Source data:
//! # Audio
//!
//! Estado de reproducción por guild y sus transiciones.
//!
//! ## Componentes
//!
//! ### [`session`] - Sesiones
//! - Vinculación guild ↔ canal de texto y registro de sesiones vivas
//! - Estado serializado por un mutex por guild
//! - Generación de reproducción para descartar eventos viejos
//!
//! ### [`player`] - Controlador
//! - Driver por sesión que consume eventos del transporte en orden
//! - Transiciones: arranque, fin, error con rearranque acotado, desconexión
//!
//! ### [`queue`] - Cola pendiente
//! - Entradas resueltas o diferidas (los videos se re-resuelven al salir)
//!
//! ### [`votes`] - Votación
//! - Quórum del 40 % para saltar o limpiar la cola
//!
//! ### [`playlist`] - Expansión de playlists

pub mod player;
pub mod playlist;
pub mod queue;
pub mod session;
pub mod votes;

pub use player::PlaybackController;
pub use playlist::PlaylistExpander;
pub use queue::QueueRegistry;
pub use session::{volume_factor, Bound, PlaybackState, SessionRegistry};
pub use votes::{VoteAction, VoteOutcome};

...

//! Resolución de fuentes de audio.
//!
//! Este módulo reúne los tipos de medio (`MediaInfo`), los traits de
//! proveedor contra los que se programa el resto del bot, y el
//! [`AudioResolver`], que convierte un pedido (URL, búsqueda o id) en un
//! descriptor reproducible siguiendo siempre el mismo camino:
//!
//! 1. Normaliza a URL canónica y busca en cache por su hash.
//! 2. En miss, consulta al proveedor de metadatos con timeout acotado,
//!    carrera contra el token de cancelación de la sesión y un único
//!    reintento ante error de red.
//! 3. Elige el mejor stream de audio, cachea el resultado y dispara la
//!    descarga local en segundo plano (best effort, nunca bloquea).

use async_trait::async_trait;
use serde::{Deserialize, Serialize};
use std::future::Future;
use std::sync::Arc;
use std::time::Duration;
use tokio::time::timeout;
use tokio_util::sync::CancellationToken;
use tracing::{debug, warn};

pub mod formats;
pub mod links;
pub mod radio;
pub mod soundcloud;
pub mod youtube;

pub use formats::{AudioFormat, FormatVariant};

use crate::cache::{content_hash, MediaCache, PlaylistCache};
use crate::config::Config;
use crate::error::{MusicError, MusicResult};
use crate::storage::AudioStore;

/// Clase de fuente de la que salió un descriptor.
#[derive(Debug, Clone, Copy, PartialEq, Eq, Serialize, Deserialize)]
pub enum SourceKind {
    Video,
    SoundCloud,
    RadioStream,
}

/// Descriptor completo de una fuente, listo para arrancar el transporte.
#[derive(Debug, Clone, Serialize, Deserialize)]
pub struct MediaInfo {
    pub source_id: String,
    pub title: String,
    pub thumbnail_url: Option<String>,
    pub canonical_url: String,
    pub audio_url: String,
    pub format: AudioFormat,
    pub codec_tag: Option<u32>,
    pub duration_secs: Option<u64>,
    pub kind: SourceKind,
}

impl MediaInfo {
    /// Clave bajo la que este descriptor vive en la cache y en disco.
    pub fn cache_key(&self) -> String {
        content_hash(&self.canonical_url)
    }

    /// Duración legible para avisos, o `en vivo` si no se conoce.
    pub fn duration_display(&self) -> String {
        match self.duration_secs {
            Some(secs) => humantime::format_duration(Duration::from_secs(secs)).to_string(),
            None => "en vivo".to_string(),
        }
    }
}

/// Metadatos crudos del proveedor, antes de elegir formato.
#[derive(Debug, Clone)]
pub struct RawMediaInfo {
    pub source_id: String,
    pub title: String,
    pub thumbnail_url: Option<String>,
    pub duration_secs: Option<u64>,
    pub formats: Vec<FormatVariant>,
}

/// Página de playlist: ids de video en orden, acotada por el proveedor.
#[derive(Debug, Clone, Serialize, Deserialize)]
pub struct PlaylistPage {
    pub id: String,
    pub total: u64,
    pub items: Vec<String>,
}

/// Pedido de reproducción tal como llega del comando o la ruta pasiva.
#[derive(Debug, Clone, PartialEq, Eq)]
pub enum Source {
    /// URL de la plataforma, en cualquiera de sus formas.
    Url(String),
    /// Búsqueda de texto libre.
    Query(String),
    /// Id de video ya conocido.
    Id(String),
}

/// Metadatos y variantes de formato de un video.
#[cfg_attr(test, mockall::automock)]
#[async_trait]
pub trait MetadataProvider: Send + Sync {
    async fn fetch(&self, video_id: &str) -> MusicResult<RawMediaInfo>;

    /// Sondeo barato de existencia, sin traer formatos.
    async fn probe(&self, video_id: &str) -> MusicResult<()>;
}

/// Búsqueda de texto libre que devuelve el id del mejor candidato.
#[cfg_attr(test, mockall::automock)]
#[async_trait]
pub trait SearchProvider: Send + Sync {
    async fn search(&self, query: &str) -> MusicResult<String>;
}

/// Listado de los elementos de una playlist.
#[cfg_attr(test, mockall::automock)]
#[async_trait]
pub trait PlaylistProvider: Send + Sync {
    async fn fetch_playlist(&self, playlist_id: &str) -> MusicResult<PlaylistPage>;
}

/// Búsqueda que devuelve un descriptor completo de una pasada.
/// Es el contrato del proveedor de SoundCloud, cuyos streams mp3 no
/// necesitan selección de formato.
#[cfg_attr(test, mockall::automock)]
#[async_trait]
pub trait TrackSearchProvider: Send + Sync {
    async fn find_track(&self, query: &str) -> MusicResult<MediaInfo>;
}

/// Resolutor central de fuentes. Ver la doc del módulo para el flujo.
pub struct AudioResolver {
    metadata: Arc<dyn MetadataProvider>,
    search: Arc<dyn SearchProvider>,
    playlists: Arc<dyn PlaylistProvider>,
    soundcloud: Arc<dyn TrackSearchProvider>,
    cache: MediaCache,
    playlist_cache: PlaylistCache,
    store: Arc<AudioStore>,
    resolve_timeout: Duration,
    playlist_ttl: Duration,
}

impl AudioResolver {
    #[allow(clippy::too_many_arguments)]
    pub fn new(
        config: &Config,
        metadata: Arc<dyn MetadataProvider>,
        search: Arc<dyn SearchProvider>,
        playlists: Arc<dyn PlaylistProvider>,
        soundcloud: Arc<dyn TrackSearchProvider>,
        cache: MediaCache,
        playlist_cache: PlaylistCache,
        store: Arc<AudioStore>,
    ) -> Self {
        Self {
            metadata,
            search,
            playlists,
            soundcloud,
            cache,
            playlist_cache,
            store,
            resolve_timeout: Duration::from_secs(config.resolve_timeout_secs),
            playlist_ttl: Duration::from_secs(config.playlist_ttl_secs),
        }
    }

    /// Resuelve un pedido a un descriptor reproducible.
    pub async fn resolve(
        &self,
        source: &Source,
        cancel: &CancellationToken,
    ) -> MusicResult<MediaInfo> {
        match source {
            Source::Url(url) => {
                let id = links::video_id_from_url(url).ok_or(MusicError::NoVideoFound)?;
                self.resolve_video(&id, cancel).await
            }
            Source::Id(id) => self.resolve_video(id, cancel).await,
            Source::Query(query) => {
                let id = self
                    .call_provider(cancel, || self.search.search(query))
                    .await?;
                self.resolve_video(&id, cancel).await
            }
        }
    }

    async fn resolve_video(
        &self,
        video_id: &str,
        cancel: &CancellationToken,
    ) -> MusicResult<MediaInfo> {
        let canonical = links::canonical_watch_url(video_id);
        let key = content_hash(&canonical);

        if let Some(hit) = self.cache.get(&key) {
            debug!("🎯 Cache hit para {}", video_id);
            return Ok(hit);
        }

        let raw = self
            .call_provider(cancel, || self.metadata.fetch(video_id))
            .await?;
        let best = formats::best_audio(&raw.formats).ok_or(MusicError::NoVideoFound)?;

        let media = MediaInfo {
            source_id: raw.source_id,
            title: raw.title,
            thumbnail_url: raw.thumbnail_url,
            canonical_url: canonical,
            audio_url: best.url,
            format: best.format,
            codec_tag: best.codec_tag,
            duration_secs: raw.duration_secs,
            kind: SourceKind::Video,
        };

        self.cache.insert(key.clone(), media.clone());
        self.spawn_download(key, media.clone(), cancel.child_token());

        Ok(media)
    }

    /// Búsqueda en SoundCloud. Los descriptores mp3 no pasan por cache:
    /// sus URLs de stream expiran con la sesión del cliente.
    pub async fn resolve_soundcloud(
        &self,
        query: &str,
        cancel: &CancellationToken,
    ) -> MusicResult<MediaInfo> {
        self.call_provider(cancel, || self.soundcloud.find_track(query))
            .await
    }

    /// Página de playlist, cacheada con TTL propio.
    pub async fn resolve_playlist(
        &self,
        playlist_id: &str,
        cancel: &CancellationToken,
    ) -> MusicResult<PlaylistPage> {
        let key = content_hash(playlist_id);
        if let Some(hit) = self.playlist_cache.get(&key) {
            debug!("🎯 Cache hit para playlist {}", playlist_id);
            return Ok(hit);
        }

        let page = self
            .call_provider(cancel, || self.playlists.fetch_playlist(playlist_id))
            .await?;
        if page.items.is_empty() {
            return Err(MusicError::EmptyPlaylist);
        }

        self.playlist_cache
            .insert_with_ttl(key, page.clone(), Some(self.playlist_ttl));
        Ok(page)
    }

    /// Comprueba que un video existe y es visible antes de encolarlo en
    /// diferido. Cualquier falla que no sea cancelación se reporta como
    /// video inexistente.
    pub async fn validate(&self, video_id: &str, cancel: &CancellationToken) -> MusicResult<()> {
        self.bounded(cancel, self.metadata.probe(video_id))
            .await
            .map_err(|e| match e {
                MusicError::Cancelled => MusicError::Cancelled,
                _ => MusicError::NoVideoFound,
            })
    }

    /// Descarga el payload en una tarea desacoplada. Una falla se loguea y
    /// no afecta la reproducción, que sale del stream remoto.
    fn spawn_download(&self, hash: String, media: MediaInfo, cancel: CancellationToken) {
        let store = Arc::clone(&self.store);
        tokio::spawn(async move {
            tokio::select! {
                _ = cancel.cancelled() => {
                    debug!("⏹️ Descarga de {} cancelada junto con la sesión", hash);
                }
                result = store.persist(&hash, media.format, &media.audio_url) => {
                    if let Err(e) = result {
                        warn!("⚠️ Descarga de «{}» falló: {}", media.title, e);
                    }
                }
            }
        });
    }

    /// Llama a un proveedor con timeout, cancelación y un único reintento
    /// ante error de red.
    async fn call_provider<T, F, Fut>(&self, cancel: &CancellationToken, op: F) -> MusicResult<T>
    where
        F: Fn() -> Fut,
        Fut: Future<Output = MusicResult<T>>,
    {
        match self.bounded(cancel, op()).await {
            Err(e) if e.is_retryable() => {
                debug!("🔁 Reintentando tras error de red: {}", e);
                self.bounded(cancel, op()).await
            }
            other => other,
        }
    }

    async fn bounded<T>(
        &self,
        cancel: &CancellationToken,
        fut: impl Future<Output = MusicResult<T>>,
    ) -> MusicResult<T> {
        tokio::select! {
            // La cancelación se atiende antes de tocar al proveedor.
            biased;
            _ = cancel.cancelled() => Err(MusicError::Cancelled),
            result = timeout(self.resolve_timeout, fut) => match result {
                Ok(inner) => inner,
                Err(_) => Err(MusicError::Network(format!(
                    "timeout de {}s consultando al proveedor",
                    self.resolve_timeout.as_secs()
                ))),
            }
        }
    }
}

EXERCISE AIM:
Only a number is expected: the count of lines in the entries that include the string "AudioResolver".

ANSWER SECTION:
3